There is coordination among our primary regulators in Europe, the UK. The principal regulatory structures that apply to our operations are discussed below.
Alternative Economical Development Fund will have very little or will have very few legal restrictions but will be very fair and the will rely on international courts to protect the Fund countries where the fund will operate. Most countries have areas where there is a reasonable legal certainty but most emerging countries must have the political will to review their judicial system and find ways to reform to make their judicial system more efficient and increase the number of impartial judges. All transactions made by the fund will totally transparent and completely accountable. At the same time legislation will be introduced in the countries where the fund operates to improve the transparency where funding is received and to reduce corruption in the handling of funds.

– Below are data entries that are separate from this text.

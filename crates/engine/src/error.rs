use relist_types::LookupRejection;
use relist_util::http::rejection_message;
use thiserror::Error;

/// Fixed message reported when required configuration is missing.
pub const CONFIGURATION_ERROR_MESSAGE: &str =
    "Configuration error: check childObjectApiName, lookupFieldApiName, and fieldsList.";

/// Why a list has no rows to show.
///
/// Both kinds render identically (as their message); the variant only tells
/// callers whether the lookup was attempted.
#[derive(Debug, Clone, PartialEq, Eq, Error)]
pub enum ViewError {
    /// Required configuration is missing; the lookup was never invoked.
    #[error("{}", CONFIGURATION_ERROR_MESSAGE)]
    Configuration { missing: Vec<&'static str> },
    /// The lookup service rejected the request.
    #[error("{message}")]
    Fetch { message: String },
}

impl ViewError {
    pub fn configuration(missing: Vec<&'static str>) -> Self {
        Self::Configuration { missing }
    }

    pub fn from_rejection(rejection: &LookupRejection) -> Self {
        Self::Fetch {
            message: rejection_message(rejection),
        }
    }

    pub fn is_configuration(&self) -> bool {
        matches!(self, Self::Configuration { .. })
    }
}

#[cfg(test)]
mod tests {
    use super::*;

    #[test]
    fn both_kinds_display_their_message() {
        let config = ViewError::configuration(vec!["recordId"]);
        assert_eq!(config.to_string(), CONFIGURATION_ERROR_MESSAGE);
        assert!(config.is_configuration());

        let fetch = ViewError::from_rejection(&LookupRejection::with_message("INVALID_FIELD"));
        assert_eq!(fetch.to_string(), "INVALID_FIELD");
        assert!(!fetch.is_configuration());
    }
}
pub mod parser;
pub mod path_resolution;

pub use parser::*;
pub use path_resolution::*;
//! # List Controller
//!
//! [`RelatedListController`] ties the builder, the display state and the
//! lookup together for one list instance.
//!
//! Activation is split into two steps so hosts that drive the lookup
//! themselves (on another task, behind a queue, ...) can still use it:
//!
//! 1. [`RelatedListController::begin_activation`] resets the display state,
//!    validates configuration and issues a [`RequestTicket`].
//! 2. [`RelatedListController::complete_activation`] applies the lookup
//!    outcome, but only if the ticket is still the latest one issued. A slow
//!    response to an earlier activation never overwrites a newer one.
//!
//! [`RelatedListController::activate`] runs both steps against a
//! [`RecordLookup`] for the common case.

use relist_types::config::non_blank;
use relist_types::{ColumnSpec, ListConfig, LookupRejection, LookupRequest, NavigationIntent, RawRecord, ViewRow};
use relist_util::card_title;
use serde::Serialize;
use tracing::{debug, info, warn};

use crate::display::{DisplayState, DisplayStateController};
use crate::error::ViewError;
use crate::lookup::RecordLookup;
use crate::navigation::resolve_navigation;
use crate::view::{RecordViewBuilder, ViewModel};

/// Identifies one activation's lookup.
#[derive(Debug, Clone, Copy, PartialEq, Eq, PartialOrd, Ord, Hash)]
pub struct RequestTicket {
    pub seq: u64,
}

/// Result of [`RelatedListController::begin_activation`].
#[derive(Debug, Clone, PartialEq)]
pub enum Activation {
    /// Configuration is complete; send `request` and report back with `ticket`.
    Ready(RequestTicket, LookupRequest),
    /// Configuration is incomplete. The error is already applied.
    Rejected(ViewError),
}

/// Whether a completion changed the list.
#[derive(Debug, Clone, Copy, PartialEq, Eq)]
pub enum Applied {
    Current,
    /// Superseded by a later activation; discarded.
    Stale,
}

#[derive(Debug, Clone, Copy, Default, PartialEq, Eq, Serialize)]
#[serde(rename_all = "lowercase")]
pub enum LoadStatus {
    #[default]
    Idle,
    Loading,
    Ready,
    Failed,
}

/// Everything a renderer needs for one frame of the list.
#[derive(Debug, Clone, PartialEq, Serialize)]
#[serde(rename_all = "camelCase")]
pub struct RenderSurface {
    pub card_title: String,
    pub columns: Vec<ColumnSpec>,
    /// Visible rows only.
    pub rows: Vec<ViewRow>,
    pub total_rows: usize,
    pub error: Option<String>,
    pub collapse_icon: &'static str,
    pub toggle_label: &'static str,
    pub is_loading: bool,
    pub has_records: bool,
    pub has_error: bool,
    pub no_records_no_error: bool,
    pub can_show_more: bool,
    pub is_collapsible: bool,
    pub is_collapsed: bool,
    pub show_all: bool,
}

#[derive(Debug, Clone)]
pub struct RelatedListController {
    config: ListConfig,
    builder: RecordViewBuilder,
    display: DisplayStateController,
    model: ViewModel,
    error: Option<ViewError>,
    status: LoadStatus,
    latest_seq: u64,
}

impl RelatedListController {
    pub fn new(config: ListConfig) -> Self {
        Self {
            builder: RecordViewBuilder::new(&config),
            display: DisplayStateController::new(config.record_limit, config.collapsible),
            model: ViewModel::empty(config.shape),
            error: None,
            status: LoadStatus::Idle,
            latest_seq: 0,
            config,
        }
    }

    pub fn config(&self) -> &ListConfig {
        &self.config
    }

    /// Replace the configuration.
    ///
    /// The field specification is re-parsed and any lookup still in flight
    /// becomes stale. Call [`Self::activate`] again to refetch.
    pub fn update_config(&mut self, config: ListConfig) {
        let seq = self.latest_seq + 1;
        *self = Self::new(config);
        self.latest_seq = seq;
    }

    pub fn status(&self) -> LoadStatus {
        self.status
    }

    pub fn error(&self) -> Option<&ViewError> {
        self.error.as_ref()
    }

    pub fn display_state(&self) -> DisplayState {
        self.display.state()
    }

    /// Every fetched row, ignoring the display state.
    pub fn rows(&self) -> &[ViewRow] {
        &self.model.rows
    }

    pub fn visible_rows(&self) -> &[ViewRow] {
        self.display.visible_rows(&self.model.rows)
    }

    pub fn toggle_collapse(&mut self) {
        self.display.toggle_collapse();
    }

    pub fn toggle_show_all(&mut self) {
        self.display.toggle_show_all();
    }

    pub fn navigation(&self) -> NavigationIntent {
        resolve_navigation(&self.config)
    }

    pub fn begin_activation(&mut self) -> Activation {
        self.latest_seq += 1;
        self.display.reset();
        let ticket = RequestTicket { seq: self.latest_seq };

        match self.builder.lookup_request() {
            Ok(request) => {
                debug!(seq = ticket.seq, parent_id = %request.parent_id, "activation started");
                self.model = ViewModel::empty(self.config.shape);
                self.error = None;
                self.status = LoadStatus::Loading;
                Activation::Ready(ticket, request)
            }
            Err(error) => {
                warn!(seq = ticket.seq, %error, "activation rejected");
                self.fail(error.clone());
                Activation::Rejected(error)
            }
        }
    }

    pub fn complete_activation(
        &mut self,
        ticket: RequestTicket,
        outcome: Result<Vec<RawRecord>, LookupRejection>,
    ) -> Applied {
        if ticket.seq != self.latest_seq {
            debug!(seq = ticket.seq, latest = self.latest_seq, "discarding stale lookup result");
            return Applied::Stale;
        }

        match outcome {
            Ok(records) => {
                self.model = self.builder.build(&records);
                self.error = None;
                self.status = LoadStatus::Ready;
                info!(seq = ticket.seq, rows = self.model.rows.len(), "related records loaded");
            }
            Err(rejection) => {
                let error = ViewError::from_rejection(&rejection);
                warn!(seq = ticket.seq, %error, "lookup failed");
                self.fail(error);
            }
        }
        Applied::Current
    }

    /// Fetch through `lookup` and apply the result.
    ///
    /// Returns the error now shown by the list, if any.
    pub async fn activate(&mut self, lookup: &dyn RecordLookup) -> Result<(), ViewError> {
        let (ticket, request) = match self.begin_activation() {
            Activation::Ready(ticket, request) => (ticket, request),
            Activation::Rejected(error) => return Err(error),
        };

        let outcome = lookup.fetch_related(&request).await;
        self.complete_activation(ticket, outcome);
        match &self.error {
            Some(error) => Err(error.clone()),
            None => Ok(()),
        }
    }

    pub fn render(&self) -> RenderSurface {
        let total_rows = self.model.rows.len();
        let has_records = total_rows > 0;
        let has_error = self.error.is_some();
        let state = self.display.state();

        RenderSurface {
            card_title: card_title(non_blank(&self.config.child_relationship_name)),
            columns: self.model.columns.clone(),
            rows: self.visible_rows().to_vec(),
            total_rows,
            error: self.error.as_ref().map(ToString::to_string),
            collapse_icon: self.display.collapse_icon(),
            toggle_label: self.display.toggle_label(),
            is_loading: self.status == LoadStatus::Loading,
            has_records,
            has_error,
            no_records_no_error: !has_records && !has_error,
            can_show_more: self.display.can_show_more(total_rows),
            is_collapsible: self.display.is_collapsible(),
            is_collapsed: state.is_collapsed,
            show_all: state.show_all,
        }
    }

    fn fail(&mut self, error: ViewError) {
        self.model = ViewModel::empty(self.config.shape);
        self.error = Some(error);
        self.status = LoadStatus::Failed;
    }
}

Our Fund have increasingly looked to emerging markets for new business opportunities and continued growth. These funds provide for emerging markets opportunities for countries to increase revenues and enhance their country positions in the global market. There are many significant challenges that emerging economies present where their developing infrastructure is still inadequate and this is compounded by political uncertainty; underdeveloped rule of law; currency fluctuation; and the need for short-term capital in the hope of realizing long term economic growth.
There are many challenges for emerging economies in spite of some reforms and some development over the years. The emerging economies still remain very weak. There is a lack of resources and in some emerging economies the lack of policy and as well the power to implement them in a manner that will effectively bring them economic growth. The largest challenge are the politics of emerging economies which tend to undermine the function of their economies. It is not so much the politics that are in place but the lack of proper policy for the formulation and evaluation of economic politics. There are interest associations to which world governments have only recently begun to institutionalize. At the moment interest associations continue to lack the resources to be really effective.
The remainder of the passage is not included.